A doctor-led team taking responsibility for patient care, coordinated across all elements of the health system and the community.

Enhanced access to care through open scheduling, expanded hours and other options for after-hours contact.

Lakeside already met many of the standards, Cory said, but a few changes were needed.

For example, in broaching the subject of a child’s obesity, Cory said, he previously might have written a small amount of information on a brochure about healthy weight and encouraged parents to read it.

Now, there’s a form, and a copy is kept to prove information was provided.

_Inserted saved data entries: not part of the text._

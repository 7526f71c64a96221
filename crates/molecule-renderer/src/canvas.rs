//! Drawing contract between the simulation and a rendering backend

use glam::DVec2;
use molecule_physics::Molecule;

/// Color with sRGB-encoded channels in [0, 1]
#[derive(Debug, Clone, Copy, PartialEq)]
pub struct Rgba {
    pub r: f32,
    pub g: f32,
    pub b: f32,
    pub a: f32,
}

impl Rgba {
    pub const fn new(r: f32, g: f32, b: f32, a: f32) -> Self {
        Self { r, g, b, a }
    }

    pub fn from_srgb8(r: u8, g: u8, b: u8) -> Self {
        Self::new(r as f32 / 255.0, g as f32 / 255.0, b as f32 / 255.0, 1.0)
    }

    fn from_palette(color: &catppuccin::Color) -> Self {
        Self::from_srgb8(color.rgb.r, color.rgb.g, color.rgb.b)
    }

    /// Linear-light channels, for sRGB render targets
    pub fn to_linear(self) -> [f32; 4] {
        fn channel(c: f32) -> f32 {
            if c <= 0.04045 {
                c / 12.92
            } else {
                ((c + 0.055) / 1.055).powf(2.4)
            }
        }
        [channel(self.r), channel(self.g), channel(self.b), self.a]
    }
}

/// Catppuccin Mocha blue
pub fn molecule_color() -> Rgba {
    Rgba::from_palette(&catppuccin::PALETTE.mocha.colors.blue)
}

/// Catppuccin Mocha base
pub fn background_color() -> Rgba {
    Rgba::from_palette(&catppuccin::PALETTE.mocha.colors.base)
}

/// A fixed-size 2D surface that can be cleared and filled with circles.
///
/// These are the only primitives the animation needs.
pub trait Canvas {
    /// Width and height in canvas pixels
    fn size(&self) -> (u32, u32);

    fn clear(&mut self, color: Rgba);

    fn fill_circle(&mut self, center: DVec2, radius: f64, color: Rgba);
}

/// Clear the canvas, then paint every molecule in collection order.
pub fn draw_molecules<C: Canvas + ?Sized>(canvas: &mut C, molecules: &[Molecule], fill: Rgba) {
    canvas.clear(background_color());
    for molecule in molecules {
        canvas.fill_circle(molecule.position, molecule.radius(), fill);
    }
}

#[cfg(test)]
mod tests {
    use super::*;

    #[derive(Debug, PartialEq)]
    enum Op {
        Clear,
        Circle(DVec2, f64),
    }

    #[derive(Default)]
    struct RecordingCanvas {
        ops: Vec<Op>,
    }

    impl Canvas for RecordingCanvas {
        fn size(&self) -> (u32, u32) {
            (800, 600)
        }

        fn clear(&mut self, _color: Rgba) {
            self.ops.push(Op::Clear);
        }

        fn fill_circle(&mut self, center: DVec2, radius: f64, _color: Rgba) {
            self.ops.push(Op::Circle(center, radius));
        }
    }

    #[test]
    fn test_clears_then_draws_in_order() {
        let molecules = [
            Molecule::new(DVec2::new(10.0, 20.0), DVec2::new(1.0, 1.0), 10.0),
            Molecule::new(DVec2::new(-3.0, 700.0), DVec2::ZERO, 10.0),
            Molecule::new(DVec2::new(400.0, 300.0), DVec2::ZERO, 5.0),
        ];
        let mut canvas = RecordingCanvas::default();

        draw_molecules(&mut canvas, &molecules, molecule_color());

        assert_eq!(
            canvas.ops,
            vec![
                Op::Clear,
                Op::Circle(DVec2::new(10.0, 20.0), 10.0),
                Op::Circle(DVec2::new(-3.0, 700.0), 10.0),
                Op::Circle(DVec2::new(400.0, 300.0), 5.0),
            ]
        );
    }

    #[test]
    fn test_empty_collection_only_clears() {
        let mut canvas = RecordingCanvas::default();
        draw_molecules(&mut canvas, &[], molecule_color());
        assert_eq!(canvas.ops, vec![Op::Clear]);
    }

    #[test]
    fn test_srgb_to_linear() {
        let white = Rgba::new(1.0, 1.0, 1.0, 0.5).to_linear();
        assert!((white[0] - 1.0).abs() < 1e-6);
        assert_eq!(white[3], 0.5);

        let black = Rgba::new(0.0, 0.0, 0.0, 1.0).to_linear();
        assert_eq!(black[0], 0.0);

        let mid = Rgba::new(0.5, 0.5, 0.5, 1.0).to_linear();
        assert!((mid[0] - 0.214).abs() < 1e-3);
    }

    #[test]
    fn test_palette_colors_are_opaque_and_distinct() {
        let fill = molecule_color();
        let background = background_color();
        assert_eq!(fill.a, 1.0);
        assert_ne!(fill, background);
        // Mocha blue is blue-dominant
        assert!(fill.b > fill.r);
    }
}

Watson Clinic has beefed up its efforts to encourage patients to use patient portals for safe online access to their doctors and medical records, part of the focus on access and patient self management.

“By putting the patient at the entrance of all we do, the patient-centered medical home model allows patients more personal and active involvement in their own health care,” said Dr. Louis S. Saco, chief executive officer at Watson Clinic.


New projects are developing as an outgrowth of its evaluation of how the clinic met patient-centered medical home standards, Thorbin said.

In one, employees are starting to contact clinic patients discharged from the hospital to reconcile medicines they already took with ones prescribed at the hospital.

Cory said the national recognition program’s goal — improving care in primary care offices like internists and pediatricians — is essential.

“A lot of primary-care physicians do a pretty good job (of providing a medical home), but not all of them,” he said.

Guidelines used by the Joint Commission and the National Committee for Quality Assurance give a blueprint for what medical homes should be.

Patients can look for these characteristics in their own doctors’ offices, regardless of whether they have recognition or certification.

The Joint Commission calls for patient-centered, relationship-based care; comprehensive care by a health-care team; and coordinated care that includes other health organizations when needed.

It expects groups to provide “superb access to care,” such as broader hours, and systems for quality and safety.

The National Committee for Quality Assurance, in setting its standards for recognition, get guidance from the American Academy of Family Physicians, American College of Physicians, American Academy of Pediatrics and American Osteopathic Association.

The standards include 10 “must-pass” elements, among them systematic tracking of critical referrals, active support of patient self management, and evidence-based guidelines for three chronic or important conditions.

Practices must complete at least five for Level 1 recognition and all 10 for Levels 2 or 3.

Speakers at an Alliance for Health Reform program in May said transformation to true medical homes will be ongoing and the full health outcomes won’t be measurable for years, the family physicians academy reported.

For some practices, Cory said, it will entail “fundamental changes in what they do.”